-- Opening Marker --
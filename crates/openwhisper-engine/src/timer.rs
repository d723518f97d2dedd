//! One-shot timers for the overlay cancel animation.
//!
//! Timers never call into the coordinator directly. A [`TimerScheduler`]
//! reports expiry by token through the application's event loop, and
//! [`CancelTimer::expire`] decides whether that token is still the armed one.

use std::collections::HashMap;
use std::io;
use std::time::Duration;

use tokio::runtime::{Builder, Runtime};
use tokio::task::JoinHandle;
use tracing::debug;

use crate::Deliver;

/// Identifies one arming of a timer.
pub type TimerToken = u64;

/// Something that can fire a token after a delay.
pub trait TimerScheduler {
    /// Report `token` once `after` has elapsed.
    fn schedule(&mut self, token: TimerToken, after: Duration);
    /// Best effort: stop `token` from being reported.
    fn cancel(&mut self, token: TimerToken);
}

/// The re-armable cancel-animation timer.
#[derive(Debug)]
pub struct CancelTimer {
    duration: Duration,
    last_token: TimerToken,
    armed: Option<TimerToken>,
}

impl CancelTimer {
    pub fn new(duration: Duration) -> Self {
        Self {
            duration,
            last_token: 0,
            armed: None,
        }
    }

    /// Stops any armed timer and starts a fresh one.
    pub fn arm(&mut self, scheduler: &mut impl TimerScheduler) -> TimerToken {
        self.stop(scheduler);
        self.last_token += 1;
        let token = self.last_token;
        self.armed = Some(token);
        scheduler.schedule(token, self.duration);
        debug!(token, duration = ?self.duration, "Cancel timer armed");
        token
    }

    pub fn stop(&mut self, scheduler: &mut impl TimerScheduler) {
        if let Some(token) = self.armed.take() {
            scheduler.cancel(token);
        }
    }

    /// Consumes an expiry. Returns `true` only for the currently armed token;
    /// expiries from stopped or re-armed timers return `false`.
    pub fn expire(&mut self, token: TimerToken) -> bool {
        if self.armed == Some(token) {
            self.armed = None;
            true
        } else {
            debug!(token, armed = ?self.armed, "Ignoring stale cancel timer");
            false
        }
    }

    pub fn is_armed(&self) -> bool {
        self.armed.is_some()
    }

    pub fn duration(&self) -> Duration {
        self.duration
    }
}

/// Scheduler backed by sleeping tasks on a small tokio runtime.
pub struct TokioTimerScheduler {
    runtime: Runtime,
    on_expire: Deliver<TimerToken>,
    pending: HashMap<TimerToken, JoinHandle<()>>,
}

impl TokioTimerScheduler {
    /// Creates a scheduler that hands expired tokens to `on_expire`.
    pub fn new(on_expire: Deliver<TimerToken>) -> io::Result<Self> {
        let runtime = Builder::new_multi_thread()
            .worker_threads(1)
            .thread_name("overlay-timer")
            .enable_time()
            .build()?;

        Ok(Self {
            runtime,
            on_expire,
            pending: HashMap::new(),
        })
    }
}

impl TimerScheduler for TokioTimerScheduler {
    fn schedule(&mut self, token: TimerToken, after: Duration) {
        self.pending.retain(|_, task| !task.is_finished());

        let on_expire = self.on_expire.clone();
        let task = self.runtime.spawn(async move {
            tokio::time::sleep(after).await;
            on_expire(token);
        });
        self.pending.insert(token, task);
    }

    fn cancel(&mut self, token: TimerToken) {
        if let Some(task) = self.pending.remove(&token) {
            task.abort();
        }
    }
}

#[cfg(test)]
pub(crate) mod tests {
    use std::sync::Arc;
    use std::sync::mpsc;

    use super::*;

    /// Scheduler that only records what it was asked to do.
    #[derive(Debug, Default)]
    pub(crate) struct ManualScheduler {
        pub scheduled: Vec<(TimerToken, Duration)>,
        pub cancelled: Vec<TimerToken>,
    }

    impl ManualScheduler {
        /// Most recently scheduled token that has not been cancelled.
        pub fn live(&self) -> Option<TimerToken> {
            self.scheduled
                .iter()
                .rev()
                .map(|(token, _)| *token)
                .find(|token| !self.cancelled.contains(token))
        }
    }

    impl TimerScheduler for ManualScheduler {
        fn schedule(&mut self, token: TimerToken, after: Duration) {
            self.scheduled.push((token, after));
        }

        fn cancel(&mut self, token: TimerToken) {
            self.cancelled.push(token);
        }
    }

    #[test]
    fn test_rearm_cancels_previous() {
        let mut scheduler = ManualScheduler::default();
        let mut timer = CancelTimer::new(Duration::from_millis(1000));

        let first = timer.arm(&mut scheduler);
        let second = timer.arm(&mut scheduler);

        assert_ne!(first, second);
        assert_eq!(scheduler.cancelled, vec![first]);
        assert_eq!(scheduler.live(), Some(second));
        assert!(!timer.expire(first));
        assert!(timer.is_armed());
        assert!(timer.expire(second));
        assert!(!timer.is_armed());
    }

    #[test]
    fn test_expire_once() {
        let mut scheduler = ManualScheduler::default();
        let mut timer = CancelTimer::new(Duration::from_millis(10));
        let token = timer.arm(&mut scheduler);
        assert!(timer.expire(token));
        assert!(!timer.expire(token));
    }

    #[test]
    fn test_stop_makes_expiry_stale() {
        let mut scheduler = ManualScheduler::default();
        let mut timer = CancelTimer::new(Duration::from_millis(10));
        let token = timer.arm(&mut scheduler);
        timer.stop(&mut scheduler);
        assert_eq!(scheduler.cancelled, vec![token]);
        assert!(!timer.expire(token));
    }

    #[test]
    fn test_tokio_scheduler_fires_and_cancels() {
        let (tx, rx) = mpsc::channel();
        let mut scheduler = TokioTimerScheduler::new(Arc::new(move |token: TimerToken| {
            let _ = tx.send(token);
        }))
        .unwrap();

        scheduler.schedule(1, Duration::from_millis(500));
        scheduler.schedule(2, Duration::from_millis(20));
        scheduler.cancel(1);

        assert_eq!(rx.recv_timeout(Duration::from_secs(5)), Ok(2u64));
        assert!(rx.recv_timeout(Duration::from_millis(800)).is_err());
    }
}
-- Closing Marker --
For every line of the material above that contains the word "false", show the line.

    /// expiries from stopped or re-armed timers return `false`.
            false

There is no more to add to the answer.